• WORKING DATA:
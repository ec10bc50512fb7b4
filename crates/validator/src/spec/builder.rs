//! Builders producing immutable specifications.

use std::sync::Arc;

use indexmap::{IndexMap, IndexSet};

use super::constraint::ConstraintSpecification;
use super::element::{
    ClassSpecification, ElementSpecification, GroupSpecification, PropertySpecification,
    Specification,
};
use crate::error::{Result, ValidatorError};
use crate::group::DEFAULT_GROUP;
use crate::types::PropertyKind;

/// Collects declarations for one class.
///
/// Metadata loaders receive a `&mut ClassBuilder` and add to it; several
/// loaders contribute to the same builder before [`ClassBuilder::build`]
/// checks the result.
#[derive(Debug, Clone)]
pub struct ClassBuilder {
    element: ElementSpecification,
    properties: IndexMap<String, PropertySpecification>,
    group_sequence: Option<Vec<String>>,
}

impl ClassBuilder {
    /// Starts an empty declaration for `class`.
    pub fn new(class: impl Into<String>) -> Self {
        Self {
            element: ElementSpecification::new(class),
            properties: IndexMap::new(),
            group_sequence: None,
        }
    }

    /// Class being declared.
    #[must_use]
    pub fn class(&self) -> &str {
        self.element.class()
    }

    /// Adds a class-level constraint.
    pub fn constraint(&mut self, constraint: ConstraintSpecification) -> &mut Self {
        self.element.constraints.push(Arc::new(constraint));
        self
    }

    /// Adds constraints to a member property.
    pub fn property<I>(&mut self, name: impl Into<String>, constraints: I) -> &mut Self
    where
        I: IntoIterator<Item = ConstraintSpecification>,
    {
        self.add_property(name.into(), PropertyKind::Member, constraints);
        self
    }

    /// Adds constraints to a getter-style virtual property.
    pub fn getter<I>(&mut self, name: impl Into<String>, constraints: I) -> &mut Self
    where
        I: IntoIterator<Item = ConstraintSpecification>,
    {
        self.add_property(name.into(), PropertyKind::Getter, constraints);
        self
    }

    /// Sets the explicit group sequence, replacing any earlier one.
    pub fn group_sequence<I, S>(&mut self, groups: I) -> &mut Self
    where
        I: IntoIterator<Item = S>,
        S: Into<String>,
    {
        self.group_sequence = Some(groups.into_iter().map(Into::into).collect());
        self
    }

    /// Merges an existing declaration into this builder.
    ///
    /// Constraints are appended; a group sequence may only be contributed
    /// once unless both contributions agree.
    pub fn extend_from(&mut self, spec: &ClassSpecification) -> Result<&mut Self> {
        self.element
            .constraints
            .extend(spec.constraints().iter().cloned());

        for (name, property) in spec.properties() {
            let entry = self.property_entry(name.clone(), property.kind());
            entry
                .element
                .constraints
                .extend(property.constraints().iter().cloned());
        }

        if let Some(sequence) = spec.group_sequence() {
            match &self.group_sequence {
                Some(existing) if existing.as_slice() != sequence => {
                    return Err(ValidatorError::group_sequence(
                        self.class(),
                        format!(
                            "conflicting group sequences [{}] and [{}]",
                            existing.join(", "),
                            sequence.join(", ")
                        ),
                    ));
                }
                _ => self.group_sequence = Some(sequence.to_vec()),
            }
        }
        Ok(self)
    }

    fn add_property<I>(&mut self, name: String, kind: PropertyKind, constraints: I)
    where
        I: IntoIterator<Item = ConstraintSpecification>,
    {
        let entry = self.property_entry(name, kind);
        entry
            .element
            .constraints
            .extend(constraints.into_iter().map(Arc::new));
    }

    fn property_entry(&mut self, name: String, kind: PropertyKind) -> &mut PropertySpecification {
        let class = self.element.class.clone();
        let entry = self
            .properties
            .entry(name.clone())
            .or_insert_with(|| PropertySpecification {
                element: ElementSpecification::new(class),
                name,
                kind,
            });
        if kind == PropertyKind::Getter {
            entry.kind = PropertyKind::Getter;
        }
        entry
    }

    /// Checks the group sequence and freezes the declaration.
    pub fn build(self) -> Result<ClassSpecification> {
        if let Some(sequence) = &self.group_sequence {
            validate_sequence(self.class(), sequence)?;
        }
        Ok(ClassSpecification {
            element: self.element,
            properties: self.properties,
            group_sequence: self.group_sequence,
        })
    }
}

fn validate_sequence(class: &str, sequence: &[String]) -> Result<()> {
    if sequence.is_empty() {
        return Err(ValidatorError::group_sequence(class, "sequence is empty"));
    }
    if sequence.iter().any(|g| g == DEFAULT_GROUP) {
        return Err(ValidatorError::group_sequence(
            class,
            format!("sequence must not contain the {DEFAULT_GROUP} group"),
        ));
    }
    let mut seen = IndexSet::new();
    if let Some(duplicate) = sequence.iter().find(|g| !seen.insert(g.as_str())) {
        return Err(ValidatorError::group_sequence(
            class,
            format!("group {duplicate} appears more than once"),
        ));
    }
    Ok(())
}

// ============================================================================
// SPECIFICATION BUILDER
// ============================================================================

/// Builder for [`Specification`].
///
/// # Examples
///
/// ```rust,ignore
/// let spec = Specification::builder()
///     .class("Author", |c| {
///         c.property("firstName", [ConstraintSpecification::new("NotBlank")])
///             .group_sequence(["Author", "Strict"]);
///     })
///     .group("Registration", ["Default", "Strict"])
///     .build()?;
/// ```
#[derive(Debug, Default)]
pub struct SpecificationBuilder {
    classes: IndexMap<String, ClassBuilder>,
    groups: IndexMap<String, GroupSpecification>,
}

impl SpecificationBuilder {
    /// Adds declarations for `class`. Repeated calls accumulate.
    #[must_use = "builder methods must be chained or built"]
    pub fn class<F>(mut self, class: impl Into<String>, declare: F) -> Self
    where
        F: FnOnce(&mut ClassBuilder),
    {
        let class = class.into();
        let builder = self
            .classes
            .entry(class.clone())
            .or_insert_with(|| ClassBuilder::new(class));
        declare(builder);
        self
    }

    /// Declares `name` as composed of `subgroups`. Repeated calls accumulate.
    #[must_use = "builder methods must be chained or built"]
    pub fn group<I, S>(mut self, name: impl Into<String>, subgroups: I) -> Self
    where
        I: IntoIterator<Item = S>,
        S: Into<String>,
    {
        let name = name.into();
        let entry = self
            .groups
            .entry(name.clone())
            .or_insert_with(|| GroupSpecification {
                name,
                groups: Vec::new(),
            });
        for subgroup in subgroups {
            let subgroup = subgroup.into();
            if !entry.groups.contains(&subgroup) {
                entry.groups.push(subgroup);
            }
        }
        self
    }

    /// Freezes the specification, rejecting malformed group sequences.
    pub fn build(self) -> Result<Specification> {
        let classes = self
            .classes
            .into_iter()
            .map(|(name, builder)| Ok((name, Arc::new(builder.build()?))))
            .collect::<Result<_>>()?;
        Ok(Specification {
            classes,
            groups: self.groups,
        })
    }
}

• HOW TO COMPLETE THIS TASK:
Please give back the records exactly as written, beginning at the first line and including the line that holds "a class-level constraint." as the last.

• RESPONSE:
repository ec10bc50512fb7b4
filename crates/validator/src/spec/builder.rs
//! Builders producing immutable specifications.

use std::sync::Arc;

use indexmap::{IndexMap, IndexSet};

use super::constraint::ConstraintSpecification;
use super::element::{
    ClassSpecification, ElementSpecification, GroupSpecification, PropertySpecification,
    Specification,
};
use crate::error::{Result, ValidatorError};
use crate::group::DEFAULT_GROUP;
use crate::types::PropertyKind;

/// Collects declarations for one class.
///
/// Metadata loaders receive a `&mut ClassBuilder` and add to it; several
/// loaders contribute to the same builder before [`ClassBuilder::build`]
/// checks the result.
#[derive(Debug, Clone)]
pub struct ClassBuilder {
    element: ElementSpecification,
    properties: IndexMap<String, PropertySpecification>,
    group_sequence: Option<Vec<String>>,
}

impl ClassBuilder {
    /// Starts an empty declaration for `class`.
    pub fn new(class: impl Into<String>) -> Self {
        Self {
            element: ElementSpecification::new(class),
            properties: IndexMap::new(),
            group_sequence: None,
        }
    }

    /// Class being declared.
    #[must_use]
    pub fn class(&self) -> &str {
        self.element.class()
    }

    /// Adds a class-level constraint.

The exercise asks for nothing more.